“Siamo in guerra“, con questa frase, Luca Zaia, il presidente della Regione Veneto, facendo il punto sulla situazione, oggi 13 marzo 2020, ha detto chiaramente che bisogna continuare a combattere. Il virus sta terrorizzando tutti, è necessario combattere con le armi che abbiamo a disposizione.
Sono 1595 le persone risultate positive al tampone, e purtroppo “L’algoritmo dice che, se continua così, andiamo verso l’esaurimento dei posti base di terapia intensiva” dopo di che verranno attivati i 150 accessori. Tutte le attività chirurgiche programmate e ambulatoriali sono state sospese, gli ospedali garantiranno soltanto le emergenze.
Sono queste alcune delle misure prese dalla Regione del Veneto per garantire personale e più posti letto possibili in previsione di un maggior afflusso di pazienti con Covid-19 suggerito dai calcoli matematici per i prossimi giorni: “Si richiede di ridurre l’attività chirurgica programmata non urgente nell’ottica di recuperare personale per garantire la gestione di tali posti letto attivati secondo il piano regionale per la gestione emergenza Covid-19“. Potranno accedere ai servizi soltanto alcune categorie segnalate con U (urgente), B (breve), quelle materno-infantile e oncologiche.
Altre misure di sicurezza prese dalla Regione Veneto riguardano la chiusura degli Urp e degli sportelli di prenotazione, in contemporanea verranno potenziati i call center per le prenotazioni telefoniche.

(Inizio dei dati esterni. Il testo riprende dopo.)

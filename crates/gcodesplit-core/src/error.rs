//! Error handling for GCodeSplit
//!
//! Provides error types for all layers of the toolkit:
//! - G-Code errors (parsing a single program line)
//! - Geometry errors (degenerate inputs a caller asked to have reported)
//!
//! All error types use `thiserror` for ergonomic error handling.
//! Geometric degeneracies inside the kernel are handled by explicit branches
//! and never surface as errors unless a checked variant is requested.

use thiserror::Error;

/// G-Code error type
///
/// Scoped to one program line. A program parse never aborts because of one
/// of these; the offending words are left out of the instruction instead.
#[derive(Error, Debug, Clone, PartialEq)]
pub enum GcodeError {
    /// Text that is not a `<letter><number>` word
    #[error("Invalid syntax at line {line_number}: {reason}")]
    InvalidSyntax {
        /// The 1-based line number where the syntax error occurred.
        line_number: usize,
        /// The reason for the syntax error.
        reason: String,
    },

    /// A word whose numeric part could not be parsed
    #[error("Invalid parameter '{param}' at line {line_number}: {reason}")]
    InvalidParameter {
        /// The 1-based line number where the invalid parameter was found.
        line_number: usize,
        /// The word letter.
        param: char,
        /// The reason the parameter is invalid.
        reason: String,
    },

    /// Generic G-Code error
    #[error("G-Code error: {message}")]
    Other {
        /// The error message.
        message: String,
    },
}

impl GcodeError {
    /// Line number the error refers to, when it has one
    pub fn line_number(&self) -> Option<usize> {
        match self {
            Self::InvalidSyntax { line_number, .. } | Self::InvalidParameter { line_number, .. } => {
                Some(*line_number)
            }
            Self::Other { .. } => None,
        }
    }

    /// Return a copy of this error re-attributed to `line_number`
    pub fn at_line(self, line_number: usize) -> Self {
        match self {
            Self::InvalidSyntax { reason, .. } => Self::InvalidSyntax {
                line_number,
                reason,
            },
            Self::InvalidParameter { param, reason, .. } => Self::InvalidParameter {
                line_number,
                param,
                reason,
            },
            other => other,
        }
    }
}

/// Geometry error type
#[derive(Error, Debug, Clone, PartialEq)]
pub enum GeometryError {
    /// Two points that must differ are identical
    #[error("Degenerate segment: start and end coincide at ({x}, {y})")]
    ZeroLength {
        /// X coordinate of the coincident point.
        x: f64,
        /// Y coordinate of the coincident point.
        y: f64,
    },

    /// A circle with a non-positive radius
    #[error("Invalid radius: {radius}")]
    InvalidRadius {
        /// The offending radius.
        radius: f64,
    },

    /// A value that must be finite was NaN or infinite
    #[error("Non-finite value for {name}")]
    NonFinite {
        /// The name of the value.
        name: String,
    },
}

/// Main error type for GCodeSplit
///
/// A unified error type that can represent any error from all layers.
#[derive(Error, Debug)]
pub enum Error {
    /// G-Code error
    #[error(transparent)]
    Gcode(#[from] GcodeError),

    /// Geometry error
    #[error(transparent)]
    Geometry(#[from] GeometryError),

    /// Standard I/O error
    #[error("I/O error: {0}")]
    Io(#[from] std::io::Error),

    /// Generic error
    #[error("{0}")]
    Other(String),
}

impl Error {
    /// Create an error from a string message
    pub fn other(msg: impl Into<String>) -> Self {
        Error::Other(msg.into())
    }

    /// Check if this is a G-Code error
    pub fn is_gcode_error(&self) -> bool {
        matches!(self, Error::Gcode(_))
    }

    /// Check if this is a geometry error
    pub fn is_geometry_error(&self) -> bool {
        matches!(self, Error::Geometry(_))
    }
}

/// Result type using Error
pub type Result<T> = std::result::Result<T, Error>;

I referti di laboratorio e gli esami strumentali, se non accessibili online, verranno inviati per posta a casa dell’utente. Le misure riguarderanno vari ambiti come la distribuzione dei farmaci, ma avranno attenzione alle categorie più deboli: l’assistenza psichiatrica, domiciliare e le urgenze.
Zaia ricorda che respiratori e mascherine sono di difficile reperibilità: “Sul mercato non se ne trovano“. La Regione si sta impegnando a recuperare questo materiale per i pazienti e anche per prevenire il contagio. Tra una settimana si dovrebbero cominciare a leggere i risultati del blocco, ha affermato Zaia riconfermando che “è fondamentale capire che noi cittadini siamo la prima cura, dobbiamo restare a casa”. L’ultimo appello è lanciato ad infermieri, Oss e medici in pensione che – se lo desiderano – possono tornare ad indossare il camice: “Si mettano in contatto con noi“.